When number of controlled output exceeds the number of manipulated inputs, then it is possible to specify set points only for number of outputs equal to or less than number of the manipulated inputs.
It is possible to specify setpoints for all the controlled variables provided that you can establish a relation among those controlled variables. For example 3 controlled variables and 2 manipulated variables. If you use a multivariable cost function inside MPC, the controller will acting over two manipulated in order to achieve the set point of the three controlled variables. The key is on the cost function design, because it must generate non-conflictive control actions over the process as a whole.
your question is not that easy to answer. I'll try to answer your question in two steps: First I'll refer to the non-square system structure (more controls than outputs), later I'll make a comment on offset-free MPC.
Usually you can get into trouble when the number of outputs is larger than the number of inputs. And this holds true for any control strategy, not only MPC. For example, consider a simple model of an airplane where the height above ground and the speed are the states, so we have x =(x1, x2) = (speed, position), the forward acceleration of the airplane is the input. Now assume that the output map is simply y =x. The dynamics are double integrator.
dx_dt = [0, 1;0, 0]x + [0;1]u
y = (x1; x2)
If you require to stabilize the set-point y_set = (0,0) you will be able to do this, since (0,0) is a steady state of the model. However, if you require y_set = (0,c), i.e. you want to stay at a certain position with a speed c= x_2 \neq 0 you get into trouble. If you insert this setpoint to your mode, you will see that for no value of u y_set = (x_1set, x_2set) = (0,c) is a steady state of your system. In other words you can't stay at that point. This makes also sense from the Physic point of view: you can't saty at a point and have a velocity larger than 0.

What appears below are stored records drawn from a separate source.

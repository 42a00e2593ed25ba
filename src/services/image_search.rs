//! Image URLs from the Google Custom Search JSON API.
//!
//! `GET {endpoint}?key={key}&cx={cx}&q={query}&searchType=image&num={count}`
//! and keep `items[].link` in result order.

use super::{error_body, ImageFinder};
use crate::config::{ServiceConfig, DEFAULT_IMAGE_SEARCH_URL};
use crate::error::{EnrichmentStage, SlidesError};
use async_trait::async_trait;
use serde::Deserialize;
use tracing::debug;

#[derive(Debug, Deserialize)]
struct SearchResponse {
    #[serde(default)]
    items: Vec<SearchItem>,
}

#[derive(Debug, Deserialize)]
struct SearchItem {
    link: String,
}

/// [`ImageFinder`] backed by a programmable search engine.
pub struct CustomSearchImageFinder {
    client: reqwest::Client,
    endpoint: String,
    api_key: String,
    engine_id: String,
}

impl CustomSearchImageFinder {
    pub fn new(
        client: reqwest::Client,
        endpoint: impl Into<String>,
        api_key: impl Into<String>,
        engine_id: impl Into<String>,
    ) -> Self {
        Self {
            client,
            endpoint: endpoint.into(),
            api_key: api_key.into(),
            engine_id: engine_id.into(),
        }
    }

    pub fn from_config(client: reqwest::Client, services: &ServiceConfig) -> Result<Self, SlidesError> {
        let not_configured = |hint: &str| SlidesError::ServiceNotConfigured {
            service: "image-search".into(),
            hint: hint.into(),
        };
        let key = services
            .google_api_key
            .as_deref()
            .ok_or_else(|| not_configured("Set GOOGLE_API_KEY."))?;
        let cx = services
            .search_engine_id
            .as_deref()
            .ok_or_else(|| not_configured("Set GOOGLE_CUSTOM_SEARCH_ENGINE_ID."))?;
        let endpoint = services
            .image_search_url
            .as_deref()
            .unwrap_or(DEFAULT_IMAGE_SEARCH_URL);
        Ok(Self::new(client, endpoint, key, cx))
    }
}

#[async_trait]
impl ImageFinder for CustomSearchImageFinder {
    async fn find(&self, query: &str, count: usize) -> Result<Vec<String>, SlidesError> {
        let failed = |detail: String| SlidesError::EnrichmentFailed {
            stage: EnrichmentStage::Images,
            sentence: 0,
            detail,
        };
        debug!("Querying images with: {}", query);

        let num = count.clamp(1, 10).to_string();
        let response = self
            .client
            .get(&self.endpoint)
            .query(&[
                ("key", self.api_key.as_str()),
                ("cx", self.engine_id.as_str()),
                ("q", query),
                ("searchType", "image"),
                ("num", num.as_str()),
            ])
            .send()
            .await
            .map_err(|e| failed(e.to_string()))?;

        if !response.status().is_success() {
            return Err(failed(error_body(response).await));
        }

        let parsed: SearchResponse = response
            .json()
            .await
            .map_err(|e| failed(format!("unexpected response: {e}")))?;
        Ok(collect_links(parsed, count))
    }
}

fn collect_links(response: SearchResponse, count: usize) -> Vec<String> {
    response
        .items
        .into_iter()
        .map(|item| item.link)
        .filter(|link| !link.trim().is_empty())
        .take(count)
        .collect()
}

So if you pick a set-point which is consistent, you can achieve good control performance via MPC or some other method. But as we have seen with the double integrator you might not pick any arbitrary set-point. So there is no general positive answer to your question. It depends a lot on the specific system you are looking at.
Now, the second part of your question: Even if the number of controls and outputs is equal, MPC does not directly guarantee offset-free control. In case of constant state or output disturbances you might need to design an offset-free MPC controller. A good starting point to learn about offset free MPC is the book of
Rawlings & Mayne: Model Predictive Control: Theory & Design, 2009.
They have a section directly entitled "offset-free MPC".
Furthermore, if you want to understand how one usually handles the situation of non-square systems in MPC, I suggest to look at Chapter 1.5 of the same book. There they discuss how you can compute suitable target set-points.
Thanks..interesting example..can you please elaborate it mathematically. (in terms of linear algebra). For simplification lets assume system is linear.
Lets assume A = [0,1;0,0], B = [0;1], C = [1,0;0,1] (assuming Matlab-like notation with [x1;x2] being a column vector).
Now try to verify whether any point [0;c], c\neq 0 can be a set-point or steady state of the system.
it is easy to see that the steady state condition
A*[0;c] + B*u = 0 --> [0,1;0,0]*[0;c] = [0;u]
reads
c = 0
0 = u
While the second equation can be satisfied by setting u = 0, we have that c \neq 0. And thus the steady state condition cannot be satisfied. Thus the system cannot stay at [0;c] and consequently also MPC will fail to stabilize this point.
As mentioned above this also makes sense from the physics point of view. If we interprete x1 as position and x2 as velocity, then it is clear that we cannot stay at one point while having a velocity larger than 0.